Lebanon: Hezbollah’s Potemkin village

Two days after the port of Beirut was destroyed last Tuesday, the first of three U.S. military C-130 cargo planes arrived in the devastated city. U.S. relief from the three shipments is valued at $17 million.

U.S. commander of Central Command (Centcom), Marine General Frank McKenzie, called the chief of the Lebanese Armed Forces (LAF) Gen. Joseph Aoun and expressed “U.S. willingness to continue to work with the LAF to help provide aid and assistance to meet the needs of the Lebanese people during this terrible tragedy.”

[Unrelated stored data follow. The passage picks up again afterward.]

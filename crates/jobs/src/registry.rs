//! Project-keyed table of training jobs and pipeline runs.
//!
//! Enforces the one-active-job-per-project rule. The check and the
//! reservation happen under a single lock, so concurrent starts for the
//! same project produce exactly one winner. The lock is never held
//! across an `.await`.

use std::collections::{HashMap, HashSet};
use std::path::{Path, PathBuf};
use std::sync::{Arc, Mutex, MutexGuard, PoisonError};
use std::time::Duration;

use sculpt_core::layout::ProjectLayout;
use sculpt_core::training::TrainingParams;
use sculpt_core::types::ProjectId;
use sculpt_events::{Broadcaster, EventScope, ProgressEvent};

use crate::controller::{JobController, JobSnapshot, DEFAULT_STOP_GRACE};
use crate::error::JobError;
use crate::launcher::TrainingLauncher;

/// Kind of non-training work occupying a project.
#[derive(Debug, Clone, Copy, PartialEq, Eq)]
pub enum PipelineKind {
    Reconstruction,
    DenseReconstruction,
    MeshExtraction,
}

impl PipelineKind {
    pub fn as_str(self) -> &'static str {
        match self {
            Self::Reconstruction => "reconstruction",
            Self::DenseReconstruction => "dense_reconstruction",
            Self::MeshExtraction => "mesh_extraction",
        }
    }
}

#[derive(Default)]
struct Slots {
    /// Latest training job per project, active or terminal.
    jobs: HashMap<ProjectId, Arc<JobController>>,
    /// Projects whose trainer is being launched.
    launching: HashSet<ProjectId>,
    /// Projects with a pipeline run in flight.
    pipelines: HashMap<ProjectId, PipelineKind>,
}

impl Slots {
    fn is_busy(&self, project: &str) -> bool {
        self.launching.contains(project)
            || self.pipelines.contains_key(project)
            || self.jobs.get(project).is_some_and(|job| job.is_active())
    }
}

type SharedSlots = Arc<Mutex<Slots>>;

fn lock(slots: &SharedSlots) -> MutexGuard<'_, Slots> {
    slots.lock().unwrap_or_else(PoisonError::into_inner)
}

/// Holds a project's slot for the duration of a pipeline run. Dropping
/// it frees the slot.
#[must_use = "the project slot is released when the guard is dropped"]
pub struct PipelineGuard {
    slots: SharedSlots,
    project: ProjectId,
    kind: PipelineKind,
}

impl std::fmt::Debug for PipelineGuard {
    fn fmt(&self, f: &mut std::fmt::Formatter<'_>) -> std::fmt::Result {
        f.debug_struct("PipelineGuard")
            .field("project", &self.project)
            .field("kind", &self.kind)
            .finish_non_exhaustive()
    }
}

impl PipelineGuard {
    pub fn project(&self) -> &str {
        &self.project
    }

    pub fn kind(&self) -> PipelineKind {
        self.kind
    }
}

impl Drop for PipelineGuard {
    fn drop(&mut self) {
        lock(&self.slots).pipelines.remove(&self.project);
        tracing::debug!(project = %self.project, kind = self.kind.as_str(), "Pipeline slot released");
    }
}

/// Removes a launch reservation unless the launch completed.
struct LaunchReservation {
    slots: SharedSlots,
    project: ProjectId,
}

impl Drop for LaunchReservation {
    fn drop(&mut self) {
        lock(&self.slots).launching.remove(&self.project);
    }
}

/// Owns every job in the process. Lives in application state.
pub struct JobRegistry {
    slots: SharedSlots,
    projects_dir: PathBuf,
    launcher: Arc<dyn TrainingLauncher>,
    broadcaster: Arc<Broadcaster>,
    stop_grace: Duration,
}

impl JobRegistry {
    pub fn new(
        projects_dir: impl Into<PathBuf>,
        launcher: Arc<dyn TrainingLauncher>,
        broadcaster: Arc<Broadcaster>,
    ) -> Self {
        Self {
            slots: SharedSlots::default(),
            projects_dir: projects_dir.into(),
            launcher,
            broadcaster,
            stop_grace: DEFAULT_STOP_GRACE,
        }
    }

    /// Override the SIGTERM grace period used by `stop()`.
    pub fn with_stop_grace(mut self, grace: Duration) -> Self {
        self.stop_grace = grace;
        self
    }

    pub fn projects_dir(&self) -> &Path {
        &self.projects_dir
    }

    /// Validated layout for `project`.
    pub fn layout(&self, project: &str) -> Result<ProjectLayout, JobError> {
        ProjectLayout::new(&self.projects_dir, project).map_err(|e| JobError::Invalid(e.to_string()))
    }

    /// Start training `project`.
    ///
    /// Fails with [`JobError::Conflict`] if the project already has an
    /// active job or pipeline run; the existing work is left untouched.
    pub async fn start(&self, project: &str, params: TrainingParams) -> Result<JobSnapshot, JobError> {
        params.validate().map_err(JobError::Invalid)?;
        let layout = self.layout(project)?;

        let reservation = {
            let mut slots = lock(&self.slots);
            if slots.is_busy(project) {
                return Err(JobError::Conflict(project.to_string()));
            }
            slots.launching.insert(project.to_string());
            LaunchReservation {
                slots: Arc::clone(&self.slots),
                project: project.to_string(),
            }
        };

        let process = match self.launcher.launch(&layout, &params).await {
            Ok(process) => process,
            Err(e) => {
                tracing::error!(project, error = %e, "Failed to start training");
                self.broadcaster
                    .publish(ProgressEvent::error(EventScope::Training, project, e.to_string()))
                    .await;
                return Err(e);
            }
        };

        let controller = JobController::start(
            project,
            params,
            process,
            Arc::clone(&self.broadcaster),
            self.stop_grace,
        )
        .await?;

        {
            let mut slots = lock(&self.slots);
            slots.jobs.insert(project.to_string(), Arc::clone(&controller));
            slots.launching.remove(project);
        }
        drop(reservation);

        Ok(controller.status())
    }

    pub async fn pause(&self, project: &str) -> Result<JobSnapshot, JobError> {
        self.job(project)?.pause().await
    }

    pub async fn resume(&self, project: &str) -> Result<JobSnapshot, JobError> {
        self.job(project)?.resume().await
    }

    pub async fn stop(&self, project: &str) -> Result<JobSnapshot, JobError> {
        self.job(project)?.stop().await
    }

    /// Current training status; `idle` for projects never trained.
    pub fn status(&self, project: &str) -> JobSnapshot {
        match lock(&self.slots).jobs.get(project) {
            Some(job) => job.status(),
            None => JobSnapshot::idle(project),
        }
    }

    /// Claim `project` for a pipeline run.
    pub fn begin_pipeline(&self, project: &str, kind: PipelineKind) -> Result<PipelineGuard, JobError> {
        let mut slots = lock(&self.slots);
        if slots.is_busy(project) {
            return Err(JobError::Conflict(project.to_string()));
        }
        slots.pipelines.insert(project.to_string(), kind);
        tracing::debug!(project, kind = kind.as_str(), "Pipeline slot claimed");
        Ok(PipelineGuard {
            slots: Arc::clone(&self.slots),
            project: project.to_string(),
            kind,
        })
    }

    /// The pipeline currently running for `project`, if any.
    pub fn active_pipeline(&self, project: &str) -> Option<PipelineKind> {
        lock(&self.slots).pipelines.get(project).copied()
    }

    /// Stop every active training job. Used during shutdown.
    pub async fn shutdown_all(&self) {
        let active: Vec<Arc<JobController>> = lock(&self.slots)
            .jobs
            .values()
            .filter(|job| job.is_active())
            .cloned()
            .collect();

        if active.is_empty() {
            return;
        }
        tracing::info!(count = active.len(), "Stopping active training jobs");

        let results = futures::future::join_all(active.iter().map(|job| job.stop())).await;
        for (job, result) in active.iter().zip(results) {
            if let Err(e) = result {
                tracing::error!(project = job.project(), error = %e, "Failed to stop job during shutdown");
            }
        }
    }

    fn job(&self, project: &str) -> Result<Arc<JobController>, JobError> {
        lock(&self.slots)
            .jobs
            .get(project)
            .cloned()
            .ok_or_else(|| JobError::NotFound(project.to_string()))
    }
}
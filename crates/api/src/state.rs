use std::sync::Arc;

use sculpt_events::Broadcaster;
use sculpt_jobs::{JobRegistry, NeuralangeloLauncher};
use sculpt_pipeline::{ColmapPipeline, CommandMeshToolkit, MeshExtractor};

use crate::config::ServerConfig;

/// Shared application state available to all Axum handlers via `State<AppState>`.
///
/// This is cheaply cloneable (inner data is behind `Arc`).
#[derive(Clone)]
pub struct AppState {
    /// Server configuration.
    pub config: Arc<ServerConfig>,
    /// Fan-out of progress events to WebSocket subscribers.
    pub broadcaster: Arc<Broadcaster>,
    /// Training jobs and pipeline slots, keyed by project.
    pub registry: Arc<JobRegistry>,
    /// Sparse/dense reconstruction driver.
    pub colmap: Arc<ColmapPipeline>,
    /// Mesh extraction and post-processing driver.
    pub extractor: Arc<MeshExtractor>,
}

impl AppState {
    /// Wire every component against the external tools named in `config`.
    pub fn from_config(config: ServerConfig) -> Self {
        let broadcaster = Arc::new(Broadcaster::new());

        let launcher = Arc::new(NeuralangeloLauncher::new(
            config.python_bin.clone(),
            config.neuralangelo_dir.clone(),
        ));
        let registry = JobRegistry::new(config.projects_dir.clone(), launcher, Arc::clone(&broadcaster))
            .with_stop_grace(config.stop_grace());

        let colmap = ColmapPipeline::new(config.colmap_bin.clone(), Arc::clone(&broadcaster));
        let extractor = MeshExtractor::new(
            config.python_bin.clone(),
            config.neuralangelo_dir.clone(),
            Arc::new(CommandMeshToolkit::new(config.mesh_tool_bin.clone())),
            Arc::clone(&broadcaster),
        );

        Self {
            config: Arc::new(config),
            broadcaster,
            registry: Arc::new(registry),
            colmap: Arc::new(colmap),
            extractor: Arc::new(extractor),
        }
    }
}
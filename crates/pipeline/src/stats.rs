//! Reconstruction statistics read from the text model files.

use std::path::Path;

use serde::{Deserialize, Serialize};
use tokio::io::{AsyncBufReadExt, BufReader};

use crate::artifacts::resolve_reconstruction_dir;

pub const CAMERAS_FILE: &str = "cameras.txt";
pub const IMAGES_FILE: &str = "images.txt";
pub const POINTS_FILE: &str = "points3D.txt";

/// Counts extracted from a sparse reconstruction.
#[derive(Debug, Clone, Copy, Default, PartialEq, Eq, Serialize, Deserialize)]
pub struct ReconstructionStats {
    pub num_cameras: u64,
    pub num_images: u64,
    pub num_points: u64,
}

/// Count the lines of `path` that do not start with `#`.
///
/// Lines are read as raw bytes, one at a time. Returns 0 for a missing
/// file and the count so far when reading fails part way.
async fn count_records(path: &Path) -> u64 {
    let file = match tokio::fs::File::open(path).await {
        Ok(file) => file,
        Err(e) => {
            tracing::debug!(path = %path.display(), error = %e, "Statistics file unavailable");
            return 0;
        }
    };

    let mut lines = BufReader::new(file).split(b'\n');
    let mut count = 0;
    loop {
        match lines.next_segment().await {
            Ok(Some(line)) => {
                if line.first() != Some(&b'#') {
                    count += 1;
                }
            }
            Ok(None) => break,
            Err(e) => {
                tracing::debug!(path = %path.display(), error = %e, "Statistics file read failed");
                break;
            }
        }
    }
    count
}

/// Read statistics from a reconstruction folder.
///
/// Each registered image occupies two lines in the images file, so its
/// record count is halved.
pub async fn read_model_statistics(model_dir: &Path) -> ReconstructionStats {
    ReconstructionStats {
        num_cameras: count_records(&model_dir.join(CAMERAS_FILE)).await,
        num_images: count_records(&model_dir.join(IMAGES_FILE)).await / 2,
        num_points: count_records(&model_dir.join(POINTS_FILE)).await,
    }
}

/// Resolve the reconstruction folder under `sparse_dir` and read its
/// statistics. `None` when no reconstruction exists.
pub async fn read_statistics(sparse_dir: &Path) -> Option<ReconstructionStats> {
    match resolve_reconstruction_dir(sparse_dir) {
        Ok(dir) => Some(read_model_statistics(&dir).await),
        Err(e) => {
            tracing::warn!(sparse_dir = %sparse_dir.display(), error = %e, "No statistics available");
            None
        }
    }
}
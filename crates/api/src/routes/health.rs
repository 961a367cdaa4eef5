use axum::extract::State;
use axum::{routing::get, Json, Router};
use serde::Serialize;

use crate::state::AppState;

/// Health check response payload.
#[derive(Serialize)]
pub struct HealthResponse {
    /// Overall service status.
    pub status: &'static str,
    /// Crate version from Cargo.toml.
    pub version: &'static str,
    /// Whether the COLMAP binary runs.
    pub colmap_available: bool,
    /// Whether training jobs can be paused and resumed on this host.
    pub pause_supported: bool,
    /// Open progress stream connections.
    pub subscribers: usize,
}

/// GET /health -- returns service and tool health.
async fn health_check(State(state): State<AppState>) -> Json<HealthResponse> {
    let colmap_available = state.colmap.check_installation().await;
    let status = if colmap_available { "ok" } else { "degraded" };

    Json(HealthResponse {
        status,
        version: env!("CARGO_PKG_VERSION"),
        colmap_available,
        pause_supported: sculpt_jobs::signals::supports_suspend(),
        subscribers: state.broadcaster.subscriber_count().await,
    })
}

/// Mount health check routes (root-level, NOT under `/api`).
pub fn router() -> Router<AppState> {
    Router::new().route("/health", get(health_check))
}
//! Mesh extraction from trained checkpoints and mesh post-processing.
//!
//! Extraction runs the trainer's marching-cubes script as a single stage.
//! Clean-up, statistics and format conversion are delegated to a
//! [`MeshToolkit`], which by default is an external helper command that
//! reports its results as JSON on its last line of output.

use std::path::{Path, PathBuf};
use std::sync::Arc;

use async_trait::async_trait;
use serde::{Deserialize, Serialize};

use sculpt_core::job::JobState;
use sculpt_core::layout::ProjectLayout;
use sculpt_core::mesh::{ExportFormat, MeshExtractionParams, MeshStatistics, DEFAULT_SMOOTHING_ITERATIONS};
use sculpt_events::{Broadcaster, EventScope};

use crate::artifacts::find_checkpoint;
use crate::error::PipelineError;
use crate::runner::{self, CommandSpec};
use crate::stage::Stage;
use crate::supervisor::PipelineSupervisor;

/// Extraction script, relative to the trainer checkout.
pub const EXTRACT_MESH_SCRIPT: &str = "projects/neuralangelo/scripts/extract_mesh.py";

/// Stage name reported while the extraction script runs.
pub const EXTRACTION_STAGE: &str = "extract_mesh";

// ---------------------------------------------------------------------------
// Toolkit seam
// ---------------------------------------------------------------------------

/// What to do with a raw extracted mesh.
#[derive(Debug, Clone, PartialEq, Serialize)]
pub struct MeshProcessRequest {
    pub input: PathBuf,
    pub output_dir: PathBuf,
    /// File stem for exported meshes (`<stem>.<ext>`).
    pub stem: String,
    pub formats: Vec<ExportFormat>,
    /// Keep the largest component, merge vertices, drop degenerate faces,
    /// smooth and fix normals.
    pub post_process: bool,
    pub smoothing_iterations: u32,
    pub target_faces: Option<u64>,
}

/// Files written and statistics computed by the toolkit.
#[derive(Debug, Clone, PartialEq, Serialize, Deserialize)]
pub struct MeshProcessOutcome {
    pub files: Vec<PathBuf>,
    pub statistics: MeshStatistics,
}

/// Mesh clean-up and conversion.
#[async_trait]
pub trait MeshToolkit: Send + Sync {
    async fn process(&self, request: &MeshProcessRequest) -> Result<MeshProcessOutcome, PipelineError>;

    /// Reduce `mesh` to at most `target_faces` and return the new file,
    /// written next to the input as `<stem>_decimated.<ext>`.
    async fn decimate(&self, mesh: &Path, target_faces: u64) -> Result<PathBuf, PipelineError>;
}

/// [`MeshToolkit`] backed by an external helper program.
///
/// Invoked as `<program> process ...` or `<program> decimate ...`; the
/// helper prints a JSON report as its final stdout line.
pub struct CommandMeshToolkit {
    program: String,
}

#[derive(Deserialize)]
struct DecimateReport {
    output: PathBuf,
}

impl CommandMeshToolkit {
    pub fn new(program: impl Into<String>) -> Self {
        Self {
            program: program.into(),
        }
    }

    /// Command line for a processing request.
    pub fn process_command(&self, request: &MeshProcessRequest) -> CommandSpec {
        let formats = request
            .formats
            .iter()
            .map(|f| f.extension())
            .collect::<Vec<_>>()
            .join(",");

        let mut spec = CommandSpec::new(&self.program)
            .arg("process")
            .flag("--input", &request.input)
            .flag("--output-dir", &request.output_dir)
            .flag("--stem", &request.stem)
            .flag("--formats", formats);
        if request.post_process {
            spec = spec
                .arg("--post-process")
                .flag("--smooth-iterations", request.smoothing_iterations.to_string());
        }
        if let Some(target) = request.target_faces {
            spec = spec.flag("--target-faces", target.to_string());
        }
        spec
    }

    async fn run_json<T: serde::de::DeserializeOwned>(&self, spec: &CommandSpec) -> Result<T, PipelineError> {
        let output = runner::run_to_completion(spec)
            .await
            .map_err(|e| PipelineError::Toolkit(e.to_string()))?;
        let last = output
            .stdout
            .iter()
            .rev()
            .find(|line| !line.trim().is_empty())
            .ok_or_else(|| PipelineError::Toolkit(format!("{} produced no report", self.program)))?;
        serde_json::from_str(last)
            .map_err(|e| PipelineError::Toolkit(format!("unreadable report from {}: {e}", self.program)))
    }
}

#[async_trait]
impl MeshToolkit for CommandMeshToolkit {
    async fn process(&self, request: &MeshProcessRequest) -> Result<MeshProcessOutcome, PipelineError> {
        self.run_json(&self.process_command(request)).await
    }

    async fn decimate(&self, mesh: &Path, target_faces: u64) -> Result<PathBuf, PipelineError> {
        let spec = CommandSpec::new(&self.program)
            .arg("decimate")
            .flag("--input", mesh)
            .flag("--target-faces", target_faces.to_string());
        let report: DecimateReport = self.run_json(&spec).await?;
        Ok(report.output)
    }
}

// ---------------------------------------------------------------------------
// Extraction
// ---------------------------------------------------------------------------

/// Outcome of one extraction.
#[derive(Debug, Clone, Serialize)]
pub struct ExtractionReport {
    pub checkpoint: PathBuf,
    pub files: Vec<PathBuf>,
    pub statistics: MeshStatistics,
}

/// Turns a checkpoint into exported meshes.
pub struct MeshExtractor {
    python_bin: String,
    neuralangelo_dir: PathBuf,
    toolkit: Arc<dyn MeshToolkit>,
    broadcaster: Arc<Broadcaster>,
}

impl MeshExtractor {
    pub fn new(
        python_bin: impl Into<String>,
        neuralangelo_dir: impl Into<PathBuf>,
        toolkit: Arc<dyn MeshToolkit>,
        broadcaster: Arc<Broadcaster>,
    ) -> Self {
        Self {
            python_bin: python_bin.into(),
            neuralangelo_dir: neuralangelo_dir.into(),
            toolkit,
            broadcaster,
        }
    }

    /// Extraction command writing the raw mesh to `output`.
    pub fn extraction_command(
        &self,
        layout: &ProjectLayout,
        checkpoint: &Path,
        output: &Path,
        params: &MeshExtractionParams,
    ) -> CommandSpec {
        CommandSpec::new(&self.python_bin)
            .arg(EXTRACT_MESH_SCRIPT)
            .flag("--config", layout.training_config_path())
            .flag("--checkpoint", checkpoint)
            .flag("--output_file", output)
            .flag("--resolution", params.resolution.to_string())
            .flag("--block_res", params.block_resolution.to_string())
            .flag("--threshold", params.threshold.to_string())
            .current_dir(&self.neuralangelo_dir)
    }

    /// Extract, post-process and export a mesh for `project`.
    pub async fn extract(
        &self,
        project: &str,
        layout: &ProjectLayout,
        params: &MeshExtractionParams,
    ) -> Result<ExtractionReport, PipelineError> {
        let supervisor =
            PipelineSupervisor::new(Arc::clone(&self.broadcaster), project, EventScope::Extraction);
        supervisor
            .publish_status(JobState::Running, "Mesh extraction started", None)
            .await;

        match self.run_extraction(&supervisor, layout, params).await {
            Ok(report) => {
                let result = serde_json::to_value(&report).ok();
                supervisor
                    .publish_status(JobState::Completed, "Mesh extraction completed", result)
                    .await;
                Ok(report)
            }
            Err(e) => {
                supervisor.publish_failure(&e).await;
                Err(e)
            }
        }
    }

    async fn run_extraction(
        &self,
        supervisor: &PipelineSupervisor,
        layout: &ProjectLayout,
        params: &MeshExtractionParams,
    ) -> Result<ExtractionReport, PipelineError> {
        let checkpoint = find_checkpoint(&layout.checkpoints_dir(), &params.checkpoint).await?;

        let meshes = layout.meshes_dir();
        tokio::fs::create_dir_all(&meshes).await?;

        let stem = format!("mesh_{}", params.checkpoint);
        let raw = meshes.join(format!("{stem}_raw.ply"));

        let stage = Stage::new(
            EXTRACTION_STAGE,
            self.extraction_command(layout, &checkpoint, &raw, params),
        )
        .with_output(&raw);
        supervisor.run(&[stage]).await?;

        let request = MeshProcessRequest {
            input: raw,
            output_dir: meshes,
            stem,
            formats: params.export_formats.clone(),
            post_process: params.post_process,
            smoothing_iterations: DEFAULT_SMOOTHING_ITERATIONS,
            target_faces: params.target_faces,
        };
        let outcome = self.toolkit.process(&request).await?;

        tracing::info!(
            project = supervisor.project(),
            checkpoint = %checkpoint.display(),
            vertices = outcome.statistics.vertices,
            faces = outcome.statistics.faces,
            "Mesh exported",
        );

        Ok(ExtractionReport {
            checkpoint,
            files: outcome.files,
            statistics: outcome.statistics,
        })
    }

    /// Decimate an existing mesh to at most `target_faces`.
    pub async fn decimate(&self, mesh: &Path, target_faces: u64) -> Result<PathBuf, PipelineError> {
        if !mesh.is_file() {
            return Err(PipelineError::MissingArtifact(mesh.display().to_string()));
        }
        self.toolkit.decimate(mesh, target_faces).await
    }
}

If Lebanon were a normal country, McKenzie’s statement would make sense. But it isn’t. And as the circumstances surrounding the destruction last Tuesday of the port in Beirut—and much of the surrounding 10 miles of the city—demonstrate, Lebanon is not really a country at all. Its national institutions and leaders are not actually national institutions and leaders. The best way to describe them is as front companies and front men for Hezbollah.

Hezbollah has long been the most powerful military force in Lebanon. And in 2008, Hezbollah, Iran’s Lebanese legion, seized control of the country in a coup. Ever since, nothing has happened in Lebanon without Hezbollah’s permission.